Newsweek Scotland: Reviewing the big ideas
I spent Thursday evening chairing an election hustings meeting at the invitation of the Scottish Association for Mental Health in Edinburgh and learned a lesson. It is that I don't know nearly as much as I like to think.
For an hour and a half there were questions and answers about NHS policy, treatments and budgets that went clean over my head. I had virtually no idea what the candidates and questioners were talking about, immersed as they all are in the minutiae of mental health.
I was impressed by the depth of knowledge and commitment of the candidates, Mary Scanlon, Shona Robison, Jackie Baillie, Ross Finnie and the Greens' Alison Johnstone. Some of them have been involved in this area for years. So I was dismayed at my own ignorance. It shows how a journalist is merely a jack of all trades, a skim merchant with a cursory knowledge of everything and command of nothing...which probably confirms your worst fears. But, for what it's worth, it contradicted the common view of politicians as charlatans pursuing personal agendas. I doubt if anyone left that meeting still believing that.

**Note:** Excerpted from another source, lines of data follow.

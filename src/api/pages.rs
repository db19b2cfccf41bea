use askama::Template;
use axum::{extract::State, response::Html};

use crate::api::{AppError, AppState};
use crate::error::ScrapingError;
use crate::parser::ScrapeRecord;

#[derive(Template)]
#[template(path = "index.html")]
struct IndexTemplate<'a> {
    record: &'a ScrapeRecord,
    scraped_at: String,
}

/// Display the stored snapshot, scraping first if nothing has been stored.
pub async fn home(State(state): State<AppState>) -> Result<Html<String>, AppError> {
    let stored = state.load_or_scrape().await?;

    let page = IndexTemplate {
        record: &stored.record,
        scraped_at: stored.scraped_at.format("%Y-%m-%d %H:%M:%S UTC").to_string(),
    }
    .render()
    .map_err(ScrapingError::from)?;

    Ok(Html(page))
}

This week we take on the election with our panel, bolstered for one show only by the redoubtable Bill Jamieson of the Scotsman who joins us from his baronial home on the shores of Loch Earn. (I exaggerated that last bit). There is much to cover including the SNP manifesto but despite the plethora of proposals from all parties, we still seem to be lacking the shining star in the sky, the movement on the far horizon that signals a truly big idea.
Are you a committed nuclear nut? Are you signed up to a nuclear future and unmoved by Japanese meltdowns? We hear from Paul Dorfman from Warwick University who gives a chilling assessment of conditions at Fukushima and follows up with a description of Germany's withdrawal from nuclear power and its rapid and prolific development of renewable energy. It could be the Germans are showing that the often derided rush to renewables really can work. Here we are told of the generating power and reliability of reactors...but that doesn't impress the good doctor. We have some humanitarian logistics. I know, I know...it scared me too but it turns out to be a sensible plan for preparing for natural disasters which are occurring more frequently as time goes on...we don't know why but I'm sure Hollywood will tell us soon.
Still the best and most detailed account is John Prebble's Culloden and the victors' triumphant viciousness burns through it. If Cumberland thought the Highlanders savages, he went on to make a case that he and his forces were the true barbarians. I speak to historian Maggie Craig.